This past week I had a chance to work at Guayaquil´s Children´s Hospital. A medical team, gathered from all over the US, came dont through a foundation named Project Perfect World. They came for a week to perform life-changings surgeries for children who cannot afford them.
I saw spinal X rays that looked like this ¿ and thats not an exageration.
While the doctors efficiently executed their operations, I had the opportunity to see it all. To translate for the children and their parents through the whole process. To answer questions about the suregery. To tell them ¨Its time to go in now.¨ To rub a crying mother´s back in the waiting room and make small talk. And then to see the surgery. See femurs being shortened and screws and rods straitening spines. And then to hold tiny legs as they wrapped a cast around the entire lower body. And then to wait with the children after they came off anathesia. To see them squeezing their eyes in pain. To see them shaking in the cold. To rub their forheads and tell them to rest. To grab a blamket. Then to see them smile. To give them stuffed animals and teach them to say ¨Excuse me, You are beautiful.¨ Then to call for their mothers in the waiting room and tell them that their daughter came out of the operation speaking english. Then hearing in that broken english a little girl say to her mother¨Excuzamay your bootiful.¨ Then we brought balloons and coloring books to all the children waiting in recovery. I was in scrubs and a lab coat, handing out X rays to parents, explaining that the surgery went well. Then I explained the list of 7 medications to the parents.

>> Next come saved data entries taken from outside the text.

use anyhow::Result;
use std::path::{Path, PathBuf};
use std::sync::atomic::{AtomicBool, Ordering};
use std::sync::Arc;
use std::time::Instant;
use tracing::{debug, info, warn};

use crate::constants::{BYTES_PER_KB, BYTES_PER_MB};
use crate::external_sort::chunk::{ChunkFile, ChunkProcessor};
use crate::external_sort::config::{ExternalSortConfig, SortStrategy};
use crate::external_sort::constants::*;
use crate::external_sort::distributor::RunDistributor;
use crate::external_sort::error::{SortError, SortResult};
use crate::external_sort::io::RunWriter;
use crate::external_sort::merger::KWayMerger;
use crate::external_sort::scheduler::{LevelReport, LevelScheduler};
use crate::external_sort::working_file::WorkingFile;
use crate::external_sort::ExternalSortStats;

type LevelObserver = Box<dyn Fn(&LevelReport) + Send + Sync>;

/// Drives one sort from input file to output file with the configured
/// strategy.
///
/// Every run gets its own fresh directory under the working directory, so
/// working files never share a name with the input or output file. The
/// directory and everything in it is removed on every exit path.
pub struct ExternalSortProcessor {
    config: ExternalSortConfig,
    shutdown_flag: Arc<AtomicBool>,
    level_observer: Option<LevelObserver>,
}

impl ExternalSortProcessor {
    pub fn new(config: ExternalSortConfig) -> Result<Self> {
        config.validate()?;
        Ok(Self {
            config,
            shutdown_flag: Arc::new(AtomicBool::new(false)),
            level_observer: None,
        })
    }

    pub fn with_shutdown_signal(mut self, shutdown_flag: Arc<AtomicBool>) -> Self {
        self.shutdown_flag = shutdown_flag;
        self
    }

    /// Called after each merge level, before the shutdown flag is checked.
    pub fn on_level_complete<F>(mut self, observer: F) -> Self
    where
        F: Fn(&LevelReport) + Send + Sync + 'static,
    {
        self.level_observer = Some(Box::new(observer));
        self
    }

    pub fn process(&self, input_file: &Path, output_file: &Path) -> SortResult<ExternalSortStats> {
        let start_time = Instant::now();

        if same_file(input_file, output_file) {
            return Err(SortError::InvalidConfig {
                message: format!(
                    "output file {} must differ from the input file",
                    output_file.display()
                ),
            });
        }

        let input_bytes = std::fs::metadata(input_file)
            .map_err(|e| SortError::io(input_file, None, 0, e))?
            .len();
        let working_directory = self.config.working_directory(output_file);
        std::fs::create_dir_all(&working_directory)
            .map_err(|e| SortError::io(&working_directory, None, 0, e))?;
        let run_directory = tempfile::Builder::new()
            .prefix(RUN_DIRECTORY_PREFIX)
            .tempdir_in(&working_directory)
            .map_err(|e| SortError::io(&working_directory, None, 0, e))?;

        info!(
            "Sorting {} ({:.1} MB) with the {:?} strategy in {:?} mode",
            input_file.display(),
            input_bytes as f64 / BYTES_PER_MB as f64,
            self.config.strategy,
            self.config.compare_mode
        );
        debug!("Working files go to {}", run_directory.path().display());

        let sorted = match self.config.strategy {
            SortStrategy::Polyphase => {
                self.sort_polyphase(input_file, output_file, run_directory.path(), input_bytes)
            }
            SortStrategy::Baseline => {
                self.sort_baseline(input_file, output_file, run_directory.path(), input_bytes)
            }
        };

        let run_path = run_directory.path().to_path_buf();
        if let Err(e) = run_directory.close() {
            warn!("Failed to remove working directory {}: {}", run_path.display(), e);
        }

        let mut stats = sorted?;
        stats.processing_time_ms = start_time.elapsed().as_millis() as u64;

        info!(
            "Sorted {} records into {} in {} ms",
            stats.total_records,
            output_file.display(),
            stats.processing_time_ms
        );
        Ok(stats)
    }

    fn sort_polyphase(
        &self,
        input_file: &Path,
        output_file: &Path,
        run_directory: &Path,
        input_bytes: u64,
    ) -> SortResult<ExternalSortStats> {
        let file_count = self.config.resolve_file_count(input_bytes);
        let mode = self.config.compare_mode;
        let io_buffer_size = self.config.io_buffer_size_bytes();
        debug!("Using {} auxiliary files plus one sink", file_count);

        let distribution_start = Instant::now();
        let distribution = RunDistributor::new(file_count, mode, io_buffer_size)
            .distribute(input_file, working_file_paths(run_directory, file_count))?;

        let mut stats = ExternalSortStats {
            strategy: SortStrategy::Polyphase,
            file_count,
            total_records: distribution.records,
            runs_distributed: distribution.runs,
            dummy_runs: distribution.dummy_runs,
            distribution_time_ms: distribution_start.elapsed().as_millis() as u64,
            ..Default::default()
        };

        self.check_shutdown(1)?;

        let merge_start = Instant::now();
        let mut scheduler = LevelScheduler::new(distribution, mode, io_buffer_size);
        scheduler.start()?;

        let mut merger = KWayMerger::new(file_count, self.config.progress_interval_seconds);
        while !scheduler.is_complete() {
            let report = scheduler.run_level(&mut merger)?;
            stats.merge_levels += 1;
            stats.merge_passes += report.passes;
            if let Some(observer) = &self.level_observer {
                observer(&report);
            }

            if !scheduler.is_complete() {
                self.check_shutdown(scheduler.level_number())?;
            }
        }
        stats.merge_time_ms = merge_start.elapsed().as_millis() as u64;

        let result = &scheduler.files()[scheduler.result_file()];
        if result.records != stats.total_records {
            return Err(SortError::RecordCountMismatch {
                expected: stats.total_records,
                actual: result.records,
            });
        }

        move_to_output(result.path(), output_file)?;
        Ok(stats)
    }

    fn sort_baseline(
        &self,
        input_file: &Path,
        output_file: &Path,
        run_directory: &Path,
        input_bytes: u64,
    ) -> SortResult<ExternalSortStats> {
        let chunk_processor = ChunkProcessor::new(
            self.config.chunk_size_bytes(input_bytes),
            self.config.io_buffer_size_bytes(),
            run_directory.to_path_buf(),
            self.config.compare_mode,
        );
        debug!(
            "Expecting about {} chunks",
            chunk_processor.estimate_chunk_count(input_bytes)
        );

        let split_start = Instant::now();
        let (chunks, records) = chunk_processor.process_file_to_chunks(input_file)?;
        let mut stats = ExternalSortStats {
            strategy: SortStrategy::Baseline,
            file_count: chunks.len(),
            total_records: records,
            runs_distributed: chunks.len() as u64,
            chunks_created: chunks.len(),
            distribution_time_ms: split_start.elapsed().as_millis() as u64,
            ..Default::default()
        };

        let merge_start = Instant::now();
        let merged_file = run_directory.join(BASELINE_MERGE_FILE_NAME);
        let merged = self.merge_chunks(&chunks, records, &merged_file);
        chunk_processor.cleanup_all_chunks(&chunks);
        merged?;
        move_to_output(&merged_file, output_file)?;

        stats.merge_levels = 1;
        stats.merge_passes = 1;
        stats.merge_time_ms = merge_start.elapsed().as_millis() as u64;
        Ok(stats)
    }

    fn merge_chunks(&self, chunks: &[ChunkFile], expected: u64, merged_file: &Path) -> SortResult<()> {
        self.check_shutdown(1)?;

        let mode = self.config.compare_mode;
        let io_buffer_size = self.config.io_buffer_size_bytes();
        let mut files = Vec::with_capacity(chunks.len());
        for (index, chunk) in chunks.iter().enumerate() {
            let mut file = WorkingFile::new(index, chunk.path.clone());
            file.records = chunk.record_count;
            file.runs = 1;
            file.open_single_run_reader(mode, io_buffer_size)?;
            files.push(file);
        }

        let mut writer = RunWriter::create(merged_file, None, OUTPUT_BUFFER_SIZE_KB * BYTES_PER_KB)?;
        KWayMerger::new(files.len(), self.config.progress_interval_seconds)
            .merge_sorted_files(&mut files, &mut writer)?;
        let written = writer.finish()?;

        if written != expected {
            return Err(SortError::RecordCountMismatch {
                expected,
                actual: written,
            });
        }
        Ok(())
    }

    fn shutdown_requested(&self) -> bool {
        self.shutdown_flag.load(Ordering::Relaxed)
    }

    fn check_shutdown(&self, level: usize) -> SortResult<()> {
        if self.shutdown_requested() {
            warn!("Shutdown requested, stopping before merge level {}", level);
            return Err(SortError::Cancelled { level });
        }
        Ok(())
    }
}

/// `working_file_1.pmss` through `working_file_<F+1>.pmss`.
pub fn working_file_paths(directory: &Path, file_count: usize) -> Vec<PathBuf> {
    (1..=file_count + 1)
        .map(|n| {
            directory.join(format!(
                "{}{}{}",
                WORKING_FILE_PREFIX, n, WORKING_FILE_EXTENSION
            ))
        })
        .collect()
}

/// True when both paths name the same existing file, however they are spelled.
fn same_file(input_file: &Path, output_file: &Path) -> bool {
    if input_file == output_file {
        return true;
    }
    match (input_file.canonicalize(), output_file.canonicalize()) {
        (Ok(input), Ok(output)) => input == output,
        _ => false,
    }
}

/// Renames the finished working file onto the output, copying when the two
/// live on different file systems.
fn move_to_output(result: &Path, output_file: &Path) -> SortResult<()> {
    if let Err(e) = std::fs::rename(result, output_file) {
        debug!(
            "Rename of {} failed ({}), copying to {}",
            result.display(),
            e,
            output_file.display()
        );
        std::fs::copy(result, output_file).map_err(|e| SortError::io(output_file, None, 0, e))?;
        std::fs::remove_file(result).map_err(|e| SortError::io(result, None, 0, e))?;
    }
    Ok(())
}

I saw tears of fathers letting their little girls go into surgery.
I saw tears of joy, and gratitude for the miracle operations.
It was a very emotional week. Seeing all the suffering that children live in. But I also felt immense Joy, in spending quality time with the children and families, seeing their smiles, and their parents gratitude. I couldnt count how many times I was blessed by strangers passing by in the hospital last week. I couldnt count how many times I felt like crying with joy.
The more and more I spend time down here, with every intention to serve, I am amazed of how the reverse is the reality. I have come to serve the children with illness, the struggling families waiting for the water trucks, the isolated men and women with leprosy- Now, I know it to be true that when you set your life on serving, the reverse happens too. Annie made to the motto of Damien House ¨The hand that gives, receives.¨ And its TRUE. Its the blind leap of faith that she takes everyday. Its the transformative power of God that is an everyday struggle to keep faith in. The people I have come to give myself to here, are all calling me to change my life. They are the ones healing my judgments of a divided and hopeless world. They are the ones calling me to BELIEVE.
This week, I came to serve. And again, I was the one who was blown away with amazement of how the children have transformed me. Amazed and inspired by this medical team. Inspired to do something great and to do it for someone or something greater than myself.